Warum ist das "Weiter so" eigentlich wahrscheinlicher als die Revolution? Eine normative Kraft des Vergangenen wirkt immerzu, selbst wenn sich diese Vergangenheit längst als erfunden und erlogen erwiesen hat. Köck möchte auf die Beharrungskräfte von Mythen, Ideen und Ideologien hinaus, also auf die Mechanismen, mit denen sie überkommene Handlungsweisen über Zeitalter hinweg konservieren.

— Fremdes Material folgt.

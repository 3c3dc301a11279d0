//! History heuristics: quiet-move history, continuation history, capture
//! history, static-eval correction history and killer moves.
//!
//! Every score table uses the same bounded update,
//! `entry += bonus - entry * |bonus| / HISTORY_MAX`, which keeps entries inside
//! `[-HISTORY_MAX, HISTORY_MAX]` and lets old information decay.

use chess_core::{Bitboard, Color, Move, PieceKind, Position};

use crate::search::MAX_PLY;

pub const HISTORY_MAX: i32 = 16384;

const CORRECTION_SIZE: usize = 16384;
/// Correction entries are stored scaled up by this factor.
const CORRECTION_GRAIN: i32 = 64;
const CORRECTION_LIMIT: i32 = HISTORY_MAX / 4;

/// Bonus for a move that caused a cutoff at `depth`; the malus has the same size.
#[inline]
pub fn history_bonus(depth: i32) -> i32 {
    (150 * depth - 100).clamp(0, 1600)
}

#[inline]
fn apply_bonus(entry: &mut i16, bonus: i32) {
    let bonus = bonus.clamp(-HISTORY_MAX, HISTORY_MAX);
    let e = i32::from(*entry);
    *entry = (e + bonus - e * bonus.abs() / HISTORY_MAX) as i16;
}

/// A moved piece and where it landed; the key of continuation history.
#[derive(Clone, Copy, Debug, PartialEq, Eq)]
pub struct PieceTo {
    pub side: Color,
    pub kind: PieceKind,
    pub to: u8,
}

pub struct History {
    /// [side][from][to][from threatened][to threatened]
    main: Vec<i16>,
    /// [previous side][previous kind][previous to][side][kind][to]
    continuation: Vec<i16>,
    /// [side][attacker][captured][to]
    capture: Vec<i16>,
    /// [side][pawn key % size]
    pawn_correction: Vec<i16>,
    /// [side][non-pawn key % size]
    non_pawn_correction: Vec<i16>,
}

impl Default for History {
    fn default() -> Self {
        Self::new()
    }
}

impl History {
    pub fn new() -> Self {
        Self {
            main: vec![0; 2 * 64 * 64 * 2 * 2],
            continuation: vec![0; 2 * 6 * 64 * 2 * 6 * 64],
            capture: vec![0; 2 * 6 * 6 * 64],
            pawn_correction: vec![0; 2 * CORRECTION_SIZE],
            non_pawn_correction: vec![0; 2 * CORRECTION_SIZE],
        }
    }

    pub fn clear(&mut self) {
        for table in [
            &mut self.main,
            &mut self.continuation,
            &mut self.capture,
            &mut self.pawn_correction,
            &mut self.non_pawn_correction,
        ] {
            table.fill(0);
        }
    }

    #[inline(always)]
    fn main_index(side: Color, mv: Move, threats: Bitboard) -> usize {
        let from = mv.from() as usize;
        let to = mv.to() as usize;
        let from_threat = usize::from(threats.contains(mv.from()));
        let to_threat = usize::from(threats.contains(mv.to()));
        (((side.idx() * 64 + from) * 64 + to) * 2 + from_threat) * 2 + to_threat
    }

    #[inline(always)]
    fn continuation_index(prev: PieceTo, side: Color, kind: PieceKind, to: u8) -> usize {
        let prev_part = (prev.side.idx() * 6 + prev.kind.idx()) * 64 + prev.to as usize;
        ((prev_part * 2 + side.idx()) * 6 + kind.idx()) * 64 + to as usize
    }

    #[inline(always)]
    fn capture_index(side: Color, attacker: PieceKind, captured: PieceKind, to: u8) -> usize {
        ((side.idx() * 6 + attacker.idx()) * 6 + captured.idx()) * 64 + to as usize
    }

    #[inline(always)]
    fn correction_index(side: Color, key: u64) -> usize {
        side.idx() * CORRECTION_SIZE + (key % CORRECTION_SIZE as u64) as usize
    }

    pub fn main(&self, side: Color, mv: Move, threats: Bitboard) -> i32 {
        i32::from(self.main[Self::main_index(side, mv, threats)])
    }

    pub fn update_main(&mut self, side: Color, mv: Move, threats: Bitboard, bonus: i32) {
        apply_bonus(&mut self.main[Self::main_index(side, mv, threats)], bonus);
    }

    pub fn continuation(&self, prev: PieceTo, side: Color, kind: PieceKind, to: u8) -> i32 {
        i32::from(self.continuation[Self::continuation_index(prev, side, kind, to)])
    }

    pub fn update_continuation(
        &mut self,
        prev: PieceTo,
        side: Color,
        kind: PieceKind,
        to: u8,
        bonus: i32,
    ) {
        apply_bonus(
            &mut self.continuation[Self::continuation_index(prev, side, kind, to)],
            bonus,
        );
    }

    pub fn capture(&self, side: Color, attacker: PieceKind, captured: PieceKind, to: u8) -> i32 {
        i32::from(self.capture[Self::capture_index(side, attacker, captured, to)])
    }

    pub fn update_capture(
        &mut self,
        side: Color,
        attacker: PieceKind,
        captured: PieceKind,
        to: u8,
        bonus: i32,
    ) {
        apply_bonus(
            &mut self.capture[Self::capture_index(side, attacker, captured, to)],
            bonus,
        );
    }

    /// Combined quiet score: main history plus the one- and two-ply continuations.
    pub fn quiet_score(
        &self,
        side: Color,
        kind: PieceKind,
        mv: Move,
        threats: Bitboard,
        conts: &[Option<PieceTo>],
    ) -> i32 {
        let cont: i32 = conts
            .iter()
            .flatten()
            .map(|prev| self.continuation(*prev, side, kind, mv.to()))
            .sum();
        self.main(side, mv, threats) + cont
    }

    /// Centipawn adjustment for the static evaluation of `pos`.
    pub fn correction(&self, pos: &Position) -> i32 {
        let side = pos.side_to_move();
        let pawn = i32::from(self.pawn_correction[Self::correction_index(side, pos.pawn_key())]);
        let non_pawn =
            i32::from(self.non_pawn_correction[Self::correction_index(side, pos.non_pawn_key())]);
        (pawn + non_pawn) / CORRECTION_GRAIN
    }

    /// Nudges the correction toward `diff = search score - static eval`.
    pub fn update_correction(&mut self, pos: &Position, depth: i32, diff: i32) {
        let side = pos.side_to_move();
        let bonus =
            (diff * depth * CORRECTION_GRAIN / 8).clamp(-CORRECTION_LIMIT, CORRECTION_LIMIT);
        apply_bonus(
            &mut self.pawn_correction[Self::correction_index(side, pos.pawn_key())],
            bonus,
        );
        apply_bonus(
            &mut self.non_pawn_correction[Self::correction_index(side, pos.non_pawn_key())],
            bonus,
        );
    }
}

/// Two quiet cutoff moves per ply.
pub struct Killers {
    slots: Vec<[Move; 2]>,
}

impl Default for Killers {
    fn default() -> Self {
        Self::new()
    }
}

impl Killers {
    pub fn new() -> Self {
        Self {
            slots: vec![[Move::NULL; 2]; MAX_PLY + 2],
        }
    }

    pub fn clear(&mut self) {
        self.slots.fill([Move::NULL; 2]);
    }

    pub fn clear_ply(&mut self, ply: usize) {
        self.slots[ply] = [Move::NULL; 2];
    }

    pub fn get(&self, ply: usize) -> [Move; 2] {
        self.slots[ply]
    }

    pub fn insert(&mut self, ply: usize, mv: Move) {
        let slot = &mut self.slots[ply];
        if slot[0] != mv {
            slot[1] = slot[0];
            slot[0] = mv;
        }
    }
}

#[cfg(test)]
#[path = "history_tests.rs"]
mod history_tests;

forecast oedipus5 1200 katrin ribbeThomas Köcks "forecast:ödipus" vom Schauspiel Stuttgart mit Sebastian Röhrle als Kreon und Thomas Hauser als Ödipus © Katrin Ribbe

Auf der Bühne stehen mit dem Orakel Pythia und dem Seher Teiresias gleich zwei Figuren, die in die Zukunft blicken können und damit eine Fähigkeit besitzen, die in unserer Gegenwart längst demokratisiert wurde. Es sind nunmehr keine von der Gesellschaft getrennten Eliten mehr vonnöten, um den Weg ins Morgen zu weisen. Michael Stillers Teiresias ist entsprechend irritiert darüber, dass er hier immer noch weissagen soll. Alles liege doch auf dem Tisch, ein jeder wisse längst Bescheid! Warum nur brauche es also noch Seher wie ihn?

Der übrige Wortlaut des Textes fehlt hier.